Dans un contexte médiatique où la frontière entre vie publique et intimité s’estompe, Kendall Jenner a pris la parole pour la première fois de manière aussi directe sur sa sexualité. L’occasion était un entretien accordé au podcast Dans tes rêves, animé par Owen Thiele et diffusé le 9 janvier 2026. La star a confronté de front les rumeurs qui la suivent depuis des années, notamment celles suggérant une attirance pour les femmes.
Ce qui frappe dans ses propos, c’est la manière dont elle décortique non seulement le contenu des rumeurs, mais aussi la violence verbale qui les accompagne. « Il y a toute cette partie d’Internet qui pense que je suis lesbienne », a-t-elle déclaré, avant d’exprimer son agacement face à la nature souvent blessante des réactions. Selon elle, la curiosité se transforme fréquemment en moquerie ou en accusation, loin d’un accueil bienveillant.

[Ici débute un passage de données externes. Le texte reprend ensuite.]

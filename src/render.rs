//! Drawing-sink abstraction.

use crate::layout::Rect;
use palette::Srgb;

/// Which of the face's two type styles a text run uses.
#[derive(Debug, Clone, Copy, PartialEq, Eq)]
#[cfg_attr(feature = "defmt", derive(defmt::Format))]
pub enum TextRole {
    /// Large HH:MM glyphs (digits and colon).
    Time,
    /// Smaller date line.
    Date,
}

/// Trait for abstracting the host's drawing surface.
///
/// Implement this for your canvas, framebuffer or display list. The face
/// calls it synchronously from [`crate::WatchFace::draw`] and nowhere else.
/// Colors are `Srgb<f32>` (0.0-1.0 range); convert them to your surface's
/// native format. Handle any drawing errors internally - these methods
/// cannot fail.
pub trait RenderSink {
    /// Fills the whole surface with the background color.
    fn draw_background(&mut self);

    /// Fills a rectangle.
    fn draw_rect(&mut self, bounds: Rect, color: Srgb);

    /// Draws a text run. `x` is the right edge of the run, `y` its baseline.
    fn draw_text(&mut self, text: &str, x: i32, y: i32, role: TextRole, color: Srgb);
}
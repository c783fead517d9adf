//! Surface geometry: where every face element sits and how far it travels.

/// Number of animated digit slots (HH:MM).
pub const NUM_DIGITS: usize = 4;

/// Gap between adjacent glyph cells.
const SEPARATION: i32 = 5;

/// Height of the progress bar strip.
const BAR_HEIGHT: i32 = 10;

/// Integer pixel rectangle.
#[derive(Debug, Clone, Copy, PartialEq, Eq, Default)]
#[cfg_attr(feature = "defmt", derive(defmt::Format))]
pub struct Rect {
    pub left: i32,
    pub top: i32,
    pub right: i32,
    pub bottom: i32,
}

impl Rect {
    /// Creates a rectangle from its edges.
    pub const fn new(left: i32, top: i32, right: i32, bottom: i32) -> Self {
        Self {
            left,
            top,
            right,
            bottom,
        }
    }

    pub const fn width(&self) -> i32 {
        self.right - self.left
    }

    pub const fn height(&self) -> i32 {
        self.bottom - self.top
    }

    /// True when the rectangle covers no pixels.
    pub const fn is_empty(&self) -> bool {
        self.right <= self.left || self.bottom <= self.top
    }
}

/// Glyph advances measured by the host's text engine for the active face
/// size. Measuring is the host's job; the face only does arithmetic on the
/// results.
#[derive(Debug, Clone, Copy, PartialEq, Eq)]
#[cfg_attr(feature = "defmt", derive(defmt::Format))]
pub struct FontMetrics {
    /// Advance of one time digit; also its nominal height.
    pub digit_width: i32,
    /// Advance of the colon.
    pub colon_width: i32,
    /// Advance of one date digit; also the date line's height step.
    pub date_size: i32,
}

impl FontMetrics {
    pub const fn new(digit_width: i32, colon_width: i32, date_size: i32) -> Self {
        Self {
            digit_width,
            colon_width,
            date_size,
        }
    }
}

/// Pixel placement of every face element for one surface geometry.
///
/// Round and square surfaces use slightly different nudges; both come out of
/// [`Layout::compute`] so the rest of the crate never branches on shape.
#[derive(Debug, Clone, Copy, PartialEq, Eq)]
pub struct Layout {
    pub surface_width: i32,
    pub surface_height: i32,
    pub round: bool,
    /// Advance (and nominal height) of one time digit.
    pub digit_size: i32,
    /// Bounding box of the HH:MM block.
    pub time_bounds: Rect,
    /// Right-aligned x anchor per digit slot.
    pub digit_x: [i32; NUM_DIGITS],
    /// Resting text baseline of the digits.
    pub digit_baseline: i32,
    /// Vertical travel that carries a digit fully above the surface.
    pub digit_lift: i32,
    /// Left edge per beam curtain.
    pub beam_x: [i32; NUM_DIGITS],
    /// Curtain width.
    pub beam_width: i32,
    /// Curtain bottom edge when fully dropped.
    pub beam_drop: i32,
    /// Progress bar strip; the right edge is animated separately.
    pub bar_top: i32,
    pub bar_bottom: i32,
    /// Right-aligned colon anchor.
    pub colon_x: i32,
    /// Right-aligned date anchor and baseline.
    pub date_x: i32,
    pub date_baseline: i32,
}

impl Layout {
    /// Computes the layout for a surface.
    pub fn compute(width: i32, height: i32, round: bool, metrics: FontMetrics) -> Layout {
        let digit = metrics.digit_width;
        let colon = metrics.colon_width;

        let total_width = 4 * digit + colon + 4 * SEPARATION;
        let time_left = (width - total_width) / 2;
        let time_top = (height - digit) / 2;
        let time_bounds = Rect::new(time_left, time_top, time_left + total_width, time_top + digit);

        // Horizontal offset of each slot from the first one; the colon sits
        // between slots 1 and 2.
        let slot_offsets = [
            0,
            digit + SEPARATION,
            2 * digit + 3 * SEPARATION + colon,
            3 * digit + 4 * SEPARATION + colon,
        ];

        let digit_base = time_left + digit + if round { 3 * SEPARATION } else { 2 * SEPARATION };
        let digit_x = slot_offsets.map(|offset| digit_base + offset);

        let beam_base = time_left + 2 - if round { 0 } else { SEPARATION - 2 };
        let beam_x = slot_offsets.map(|offset| beam_base + offset);

        let digit_baseline = time_top + digit;
        let bar_top = digit_baseline + SEPARATION;

        let colon_x =
            time_left + 2 * digit + colon + if round { 5 * SEPARATION } else { 4 * SEPARATION };

        let date_x = time_bounds.right + if round { SEPARATION + 2 } else { SEPARATION / 2 + 1 };
        let date_baseline = digit_baseline + metrics.date_size + BAR_HEIGHT + 2 * SEPARATION;

        Layout {
            surface_width: width,
            surface_height: height,
            round,
            digit_size: digit,
            time_bounds,
            digit_x,
            digit_baseline,
            digit_lift: time_top + 2 * digit,
            beam_x,
            beam_width: digit,
            beam_drop: digit_baseline,
            bar_top,
            bar_bottom: bar_top + BAR_HEIGHT,
            colon_x,
            date_x,
            date_baseline,
        }
    }

    /// Bar width at `quarter` of four (0 = reset, 4 = full).
    pub fn quarter_width(&self, quarter: u8) -> i32 {
        self.surface_width * i32::from(quarter.min(4)) / 4
    }
}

« Ce n’est pas comme s’ils m’accueillaient à bras ouverts »
Kendall Jenner
Face à cette pression, Kendall Jenner a clarifié sa position : elle ne se considère pas comme lesbienne à l’heure actuelle. « As of today, I am not », a-t-elle affirmé en anglais, tout en précisant qu’elle ne se ferme à aucune possibilité future. Cette nuance est essentielle : elle refuse de se laisser enfermer dans une étiquette et revendique le droit de définir son identité selon son propre cheminement.
L’intervention de la mannequin s’inscrit dans un contexte particulier, celui d’une célébrité exposée en permanence aux conjectures sur sa vie personnelle, notamment sur les plateformes numériques. Les membres de la famille Kardashian-Jenner, en particulier, sont habitués à voir leur intimité disséquée par les médias et les internautes. Kendall Jenner n’est pas la première à subir ce phénomène, mais son témoignage met en lumière une tension profonde entre la liberté d’expression et le respect de la vie privée.
Les relations amoureuses passées de Kendall Jenner, souvent largement médiatisées – avec des personnalités telles que les musiciens Harry Styles et Bad Bunny, ainsi que les joueurs de NBA Devin Booker et Blake Griffin – ont également alimenté les spéculations sur son orientation. La star a souvent choisi de préserver une partie de sa vie privée, expliquant qu’elle préférait protéger ses relations du regard du public. Une stratégie compréhensible, mais qui a paradoxalement eu pour effet d’attiser les rumeurs.
Ce qui ressort de cet entretien, c’est l’importance que Kendall Jenner accorde à la liberté individuelle de définir et d’assumer son identité à son propre rythme. Elle refuse de se conformer aux attentes des réseaux sociaux et revendique une vision personnelle et nuancée de son orientation. En refusant de répondre par un simple « oui » ou « non », elle ouvre un espace de dialogue sur la manière dont les célébrités – et plus largement chaque individu – peuvent naviguer entre vie publique et identité privée.
La déclaration de Kendall Jenner soulève une question plus large : celle du respect de la vie privée à l’ère des réseaux sociaux et de l’hypermédiatisation. En dénonçant non seulement le contenu des rumeurs, mais aussi leur ton agressif, elle appelle à une conversation publique plus respectueuse et empathique. Dans un paysage médiatique où chaque détail de la vie personnelle est scruté et jugé, son intervention rappelle que l’identité de chacun mérite d’être abordée avec rigueur, sensibilité et authenticité.